[YOUR TASK]
Where does the word "impl" show up in the records? Copy every line that holds it.

Source data
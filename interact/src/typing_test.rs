use super::*;

fn stops(actions: &[Action]) -> usize {
    actions.iter().filter(|a| matches!(a, Action::Send(Command::TypingStop))).count()
}

fn armed_token(actions: &[Action]) -> Option<u64> {
    actions.iter().find_map(|a| match a {
        Action::ArmTypingStop { token, .. } => Some(*token),
        _ => None,
    })
}

#[test]
fn input_starts_typing_and_arms_two_second_stop() {
    let mut t = TypingDebounce::new();
    let actions = t.input();
    assert!(matches!(actions[0], Action::Send(Command::TypingStart)));
    assert!(matches!(actions[1], Action::ArmTypingStop { after_ms: 2000, .. }));
    assert_eq!(t.pending(), armed_token(&actions));
}

#[test]
fn new_input_cancels_and_rearms() {
    let mut t = TypingDebounce::new();
    let first = armed_token(&t.input()).expect("token");
    let actions = t.input();
    assert!(matches!(actions[0], Action::CancelTypingStop));
    let second = armed_token(&actions).expect("token");
    assert_ne!(first, second);
    assert_eq!(t.pending(), Some(second));
}

#[test]
fn stale_timer_is_ignored() {
    let mut t = TypingDebounce::new();
    let first = armed_token(&t.input()).expect("token");
    let second = armed_token(&t.input()).expect("token");
    assert!(t.fire(first).is_empty());
    assert_eq!(stops(&t.fire(second)), 1);
}

#[test]
fn stop_fires_exactly_once_per_idle_gap() {
    let mut t = TypingDebounce::new();
    let mut total = 0;
    for _ in 0..3 {
        let last = (0..4).filter_map(|_| armed_token(&t.input())).last().expect("token");
        total += stops(&t.fire(last));
        total += stops(&t.fire(last));
    }
    assert_eq!(total, 3);
}

#[test]
fn blur_stops_immediately_and_cancels_pending() {
    let mut t = TypingDebounce::new();
    let token = armed_token(&t.input()).expect("token");
    let actions = t.blur();
    assert!(matches!(actions[0], Action::CancelTypingStop));
    assert_eq!(stops(&actions), 1);
    assert!(t.pending().is_none());
    assert!(t.fire(token).is_empty());
}

#[test]
fn blur_without_pending_still_sends_stop() {
    let mut t = TypingDebounce::new();
    let actions = t.blur();
    assert_eq!(actions.len(), 1);
    assert_eq!(stops(&actions), 1);
}
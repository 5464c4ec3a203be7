//! Typing indicator debounce.
//!
//! Input activity sends `typing_start` right away and arms a single delayed
//! stop. New activity cancels and re-arms it, so `typing_stop` fires once per
//! idle gap. Losing focus cancels any pending stop and sends it immediately.
//! Each armed timer carries a token; a timer that fires with a stale token is
//! ignored even if the host failed to cancel it.

#[cfg(test)]
#[path = "typing_test.rs"]
mod typing_test;

use crate::consts::TYPING_IDLE_MS;
use crate::engine::Action;
use crate::event::Command;

/// Debounce state for one text field.
#[derive(Debug, Clone, Default)]
pub struct TypingDebounce {
    next_token: u64,
    pending: Option<u64>,
}

impl TypingDebounce {
    #[must_use]
    pub fn new() -> Self {
        Self::default()
    }

    /// Token of the armed stop timer, if any.
    #[must_use]
    pub fn pending(&self) -> Option<u64> {
        self.pending
    }

    /// The field received input.
    pub fn input(&mut self) -> Vec<Action> {
        let mut actions = Vec::with_capacity(3);
        if self.pending.take().is_some() {
            actions.push(Action::CancelTypingStop);
        }
        actions.push(Action::Send(Command::TypingStart));
        self.next_token += 1;
        self.pending = Some(self.next_token);
        actions.push(Action::ArmTypingStop { token: self.next_token, after_ms: TYPING_IDLE_MS });
        actions
    }

    /// A stop timer fired.
    pub fn fire(&mut self, token: u64) -> Vec<Action> {
        if self.pending != Some(token) {
            return Vec::new();
        }
        self.pending = None;
        vec![Action::Send(Command::TypingStop)]
    }

    /// The field lost focus.
    pub fn blur(&mut self) -> Vec<Action> {
        let mut actions = Vec::with_capacity(2);
        if self.pending.take().is_some() {
            actions.push(Action::CancelTypingStop);
        }
        actions.push(Action::Send(Command::TypingStop));
        actions
    }
}
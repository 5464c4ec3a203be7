//! Outbound path to the live-page socket.

pub mod push;
use super::*;

fn down(key: &str) -> KeyInput<'_> {
    KeyInput::plain(key)
}

fn typing(key: &str) -> KeyInput<'_> {
    KeyInput { in_text_field: true, ..KeyInput::plain(key) }
}

fn chord(key: &str, modifiers: Modifiers) -> KeyInput<'_> {
    KeyInput { modifiers, ..KeyInput::plain(key) }
}

// =============================================================
// Centering
// =============================================================

#[test]
fn space_centers() {
    assert_eq!(route(down(" "), &HookConfig::default()), Some(KeyCommand::Center));
    assert_eq!(route(down("Spacebar"), &HookConfig::default()), Some(KeyCommand::Center));
}

#[test]
fn c_centers_in_either_case_when_enabled() {
    let config = HookConfig::default();
    assert_eq!(route(down("c"), &config), Some(KeyCommand::Center));
    assert_eq!(route(down("C"), &config), Some(KeyCommand::Center));
}

#[test]
fn c_is_not_ours_when_disabled() {
    let config = HookConfig { center_on_c: false, ..HookConfig::default() };
    assert_eq!(route(down("c"), &config), None);
}

// =============================================================
// Panel keys
// =============================================================

#[test]
fn panel_keys_route_when_enabled() {
    let config = HookConfig::default();
    assert_eq!(route(down("n"), &config), Some(KeyCommand::Panel(PanelKey::Open)));
    assert_eq!(route(down("N"), &config), Some(KeyCommand::Panel(PanelKey::Open)));
    assert_eq!(route(down("Escape"), &config), Some(KeyCommand::Panel(PanelKey::Close)));
    assert_eq!(route(down("Enter"), &config), Some(KeyCommand::Panel(PanelKey::Confirm)));
}

#[test]
fn panel_keys_ignored_while_typing() {
    let config = HookConfig::default();
    assert_eq!(route(typing("n"), &config), None);
    assert_eq!(route(typing("Escape"), &config), None);
    assert_eq!(route(typing("Enter"), &config), None);
}

#[test]
fn nothing_routes_while_typing() {
    let config = HookConfig::default();
    for key in [" ", "c", "C", "w", "a", "s", "d", "ArrowLeft", "ArrowUp"] {
        assert_eq!(route(typing(key), &config), None, "{key:?}");
    }
}

#[test]
fn shortcut_chords_are_left_to_the_browser() {
    let config = HookConfig::default();
    let ctrl = Modifiers { ctrl: true, ..Modifiers::default() };
    let meta = Modifiers { meta: true, ..Modifiers::default() };
    let alt = Modifiers { alt: true, ..Modifiers::default() };
    assert_eq!(route(chord("c", ctrl), &config), None);
    assert_eq!(route(chord("c", meta), &config), None);
    assert_eq!(route(chord("a", ctrl), &config), None);
    assert_eq!(route(chord("n", alt), &config), None);
    assert_eq!(route(chord(" ", meta), &config), None);
}

#[test]
fn shift_alone_does_not_block_routing() {
    let shift = Modifiers { shift: true, ..Modifiers::default() };
    assert!(!shift.is_chord());
    assert_eq!(route(chord("W", shift), &HookConfig::default()), Some(KeyCommand::Move(MoveKey::W)));
}

#[test]
fn panel_keys_fall_through_when_disabled() {
    let config = HookConfig { panel_keys: false, ..HookConfig::default() };
    assert_eq!(route(down("n"), &config), None);
    assert_eq!(route(down("Enter"), &config), None);
}

// =============================================================
// Movement keys
// =============================================================

#[test]
fn wasd_and_arrows_route_to_movement() {
    let config = HookConfig::default();
    assert_eq!(route(down("w"), &config), Some(KeyCommand::Move(MoveKey::W)));
    assert_eq!(route(down("D"), &config), Some(KeyCommand::Move(MoveKey::D)));
    assert_eq!(route(down("ArrowLeft"), &config), Some(KeyCommand::Move(MoveKey::ArrowLeft)));
    assert_eq!(route(down("ArrowDown"), &config), Some(KeyCommand::Move(MoveKey::ArrowDown)));
}

#[test]
fn unrelated_keys_are_not_routed() {
    let config = HookConfig::default();
    for key in ["x", "Tab", "Shift", "1", "F5"] {
        assert_eq!(route(down(key), &config), None, "{key}");
    }
}

#[test]
fn opposite_keys_have_opposite_axes() {
    assert_eq!(MoveKey::W.axis(), MoveKey::ArrowUp.axis());
    let (ux, uy) = MoveKey::W.axis();
    let (dx, dy) = MoveKey::S.axis();
    assert_eq!((ux + dx, uy + dy), (0, 0));
    let (lx, ly) = MoveKey::A.axis();
    let (rx, ry) = MoveKey::ArrowRight.axis();
    assert_eq!((lx + rx, ly + ry), (0, 0));
}
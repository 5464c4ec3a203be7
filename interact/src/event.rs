//! Named events exchanged with the server.
//!
//! Outbound [`Command`]s are one-way notifications pushed over the live page
//! socket; inbound [`Cue`]s arrive the same way in the other direction. Both
//! carry a snake_case name and a JSON object payload. Nothing here is
//! acknowledged or retried.

#[cfg(test)]
#[path = "event_test.rs"]
mod event_test;

use serde::Deserialize;
use serde_json::{Map, Value, json};

/// Error returned by [`Cue::parse`].
#[derive(Debug, thiserror::Error)]
pub enum CueError {
    /// No cue is known under this name.
    #[error("unknown cue: {0}")]
    Unknown(String),
    /// The payload did not match the cue's expected shape.
    #[error("malformed payload for cue {name}: {source}")]
    Payload {
        name: String,
        #[source]
        source: serde_json::Error,
    },
}

/// A client → server notification.
#[derive(Debug, Clone, PartialEq)]
pub enum Command {
    /// Pan the camera by an inverted cursor delta.
    Pan { dx: f64, dy: f64 },
    /// Zoom around a viewport coordinate.
    Zoom { delta: f64, x: f64, y: f64 },
    /// One movement-loop step; `normalized` marks a diagonal-scaled vector.
    Move { dx: f64, dy: f64, normalized: bool },
    OpenCreateNode,
    CloseCreateNode,
    DeselectNode,
    EnterSelectedNode,
    NavigateToNode { id: String },
    EnableCameraFollow,
    TypingStart,
    TypingStop,
    RestoreBuckets { bucket_ids: Vec<Option<String>> },
}

impl Command {
    /// Event name as the server expects it.
    #[must_use]
    pub fn name(&self) -> &'static str {
        match self {
            Self::Pan { .. } => "pan",
            Self::Zoom { .. } => "zoom",
            Self::Move { .. } => "move",
            Self::OpenCreateNode => "open_create_node",
            Self::CloseCreateNode => "close_create_node",
            Self::DeselectNode => "deselect_node",
            Self::EnterSelectedNode => "enter_selected_node",
            Self::NavigateToNode { .. } => "navigate_to_node",
            Self::EnableCameraFollow => "enable_camera_follow",
            Self::TypingStart => "typing_start",
            Self::TypingStop => "typing_stop",
            Self::RestoreBuckets { .. } => "restore_buckets",
        }
    }

    /// Event payload; commands without data send an empty object.
    #[must_use]
    pub fn payload(&self) -> Value {
        match self {
            Self::Pan { dx, dy } => json!({ "dx": dx, "dy": dy }),
            Self::Zoom { delta, x, y } => json!({ "delta": delta, "x": x, "y": y }),
            Self::Move { dx, dy, normalized } => json!({ "dx": dx, "dy": dy, "normalized": normalized }),
            Self::NavigateToNode { id } => json!({ "id": id }),
            Self::RestoreBuckets { bucket_ids } => json!({ "bucket_ids": bucket_ids }),
            Self::OpenCreateNode
            | Self::CloseCreateNode
            | Self::DeselectNode
            | Self::EnterSelectedNode
            | Self::EnableCameraFollow
            | Self::TypingStart
            | Self::TypingStop => Value::Object(Map::new()),
        }
    }
}

/// Kind of feedback given on a chat message.
#[derive(Debug, Clone, Copy, PartialEq, Eq, Deserialize)]
#[serde(rename_all = "lowercase")]
pub enum FeedbackKind {
    Affirm,
    Dismiss,
}

impl FeedbackKind {
    /// CSS class toggled on the message element for the flash.
    #[must_use]
    pub fn flash_class(self) -> &'static str {
        match self {
            Self::Affirm => "flash-affirm",
            Self::Dismiss => "flash-dismiss",
        }
    }

    /// Toast text shown for this feedback.
    #[must_use]
    pub fn toast_text(self) -> &'static str {
        match self {
            Self::Affirm => "✓ Affirmed",
            Self::Dismiss => "✗ Dismissed",
        }
    }
}

/// A server → client notification.
#[derive(Debug, Clone, PartialEq)]
pub enum Cue {
    /// The server confirmed entry into a node; play the transition, then navigate.
    EnterNode { node_id: String },
    /// Dwell on a node was cancelled. Nothing to do client-side.
    CancelDwell,
    FeedbackGiven { message_id: String, kind: FeedbackKind },
    ClearInput { id: String },
    /// The bucket list changed; slots are already normalized to optional ids.
    BucketsUpdated { buckets: Vec<Option<String>> },
}

#[derive(Deserialize)]
struct NodePayload {
    node_id: Value,
}

#[derive(Deserialize)]
struct FeedbackPayload {
    message_id: Value,
    #[serde(rename = "type")]
    kind: FeedbackKind,
}

#[derive(Deserialize)]
struct ClearInputPayload {
    id: Value,
}

#[derive(Deserialize)]
struct BucketsPayload {
    buckets: Vec<Value>,
}

impl Cue {
    /// Interpret a named cue and its JSON payload.
    ///
    /// # Errors
    ///
    /// Returns [`CueError::Unknown`] for names this client does not handle and
    /// [`CueError::Payload`] when a known cue's payload has the wrong shape.
    pub fn parse(name: &str, payload: Value) -> Result<Self, CueError> {
        let bad = |source| CueError::Payload { name: name.to_owned(), source };
        match name {
            "confirm_enter_node" | "entering_node" => {
                let p: NodePayload = serde_json::from_value(payload).map_err(bad)?;
                let node_id = id_string(&p.node_id).ok_or_else(|| bad(missing_id("node_id")))?;
                Ok(Self::EnterNode { node_id })
            }
            "cancel_dwell" => Ok(Self::CancelDwell),
            "feedback_given" => {
                let p: FeedbackPayload = serde_json::from_value(payload).map_err(bad)?;
                let message_id = id_string(&p.message_id).ok_or_else(|| bad(missing_id("message_id")))?;
                Ok(Self::FeedbackGiven { message_id, kind: p.kind })
            }
            "clear_input" => {
                let p: ClearInputPayload = serde_json::from_value(payload).map_err(bad)?;
                let id = id_string(&p.id).ok_or_else(|| bad(missing_id("id")))?;
                Ok(Self::ClearInput { id })
            }
            "buckets_updated" => {
                let p: BucketsPayload = serde_json::from_value(payload).map_err(bad)?;
                Ok(Self::BucketsUpdated { buckets: p.buckets.iter().map(bucket_slot).collect() })
            }
            other => Err(CueError::Unknown(other.to_owned())),
        }
    }
}

/// Reduce an opaque server id (string or number) to its string form.
///
/// Empty strings, nulls, and structured values are not ids.
#[must_use]
pub fn id_string(value: &Value) -> Option<String> {
    match value {
        Value::String(s) if !s.is_empty() => Some(s.clone()),
        Value::Number(n) => Some(n.to_string()),
        _ => None,
    }
}

/// Normalize one bucket slot: `{id: ...}` objects reduce to their id, empty
/// slots become `None`.
#[must_use]
pub fn bucket_slot(value: &Value) -> Option<String> {
    match value {
        Value::Object(map) => map.get("id").and_then(id_string),
        other => id_string(other),
    }
}

fn missing_id(field: &str) -> serde_json::Error {
    <serde_json::Error as serde::de::Error>::custom(format!("`{field}` is not a usable id"))
}
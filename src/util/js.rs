//! Conversions between `JsValue` and `serde_json::Value`.

use serde_json::Value;
use wasm_bindgen::JsValue;

/// Convert a JS payload object to JSON. `undefined`, `null`, and anything
/// that fails to stringify become `Value::Null`.
pub fn to_json(value: &JsValue) -> Value {
    if value.is_undefined() || value.is_null() {
        return Value::Null;
    }
    let raw = match js_sys::JSON::stringify(value) {
        Ok(s) => s.as_string(),
        Err(e) => {
            log::warn!("payload could not be stringified: {e:?}");
            return Value::Null;
        }
    };
    let Some(raw) = raw else {
        log::warn!("payload stringified to a non-string");
        return Value::Null;
    };
    match serde_json::from_str(&raw) {
        Ok(json) => json,
        Err(e) => {
            log::warn!("payload is not valid JSON: {e}");
            Value::Null
        }
    }
}

/// Convert JSON to a plain JS object for `pushEvent`.
pub fn from_json(value: &Value) -> Option<JsValue> {
    match js_sys::JSON::parse(&value.to_string()) {
        Ok(js) => Some(js),
        Err(e) => {
            log::warn!("failed to build JS payload: {e:?}");
            None
        }
    }
}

[TASK OUTPUT]
impl TypingDebounce {
impl Command {
impl FeedbackKind {
impl Cue {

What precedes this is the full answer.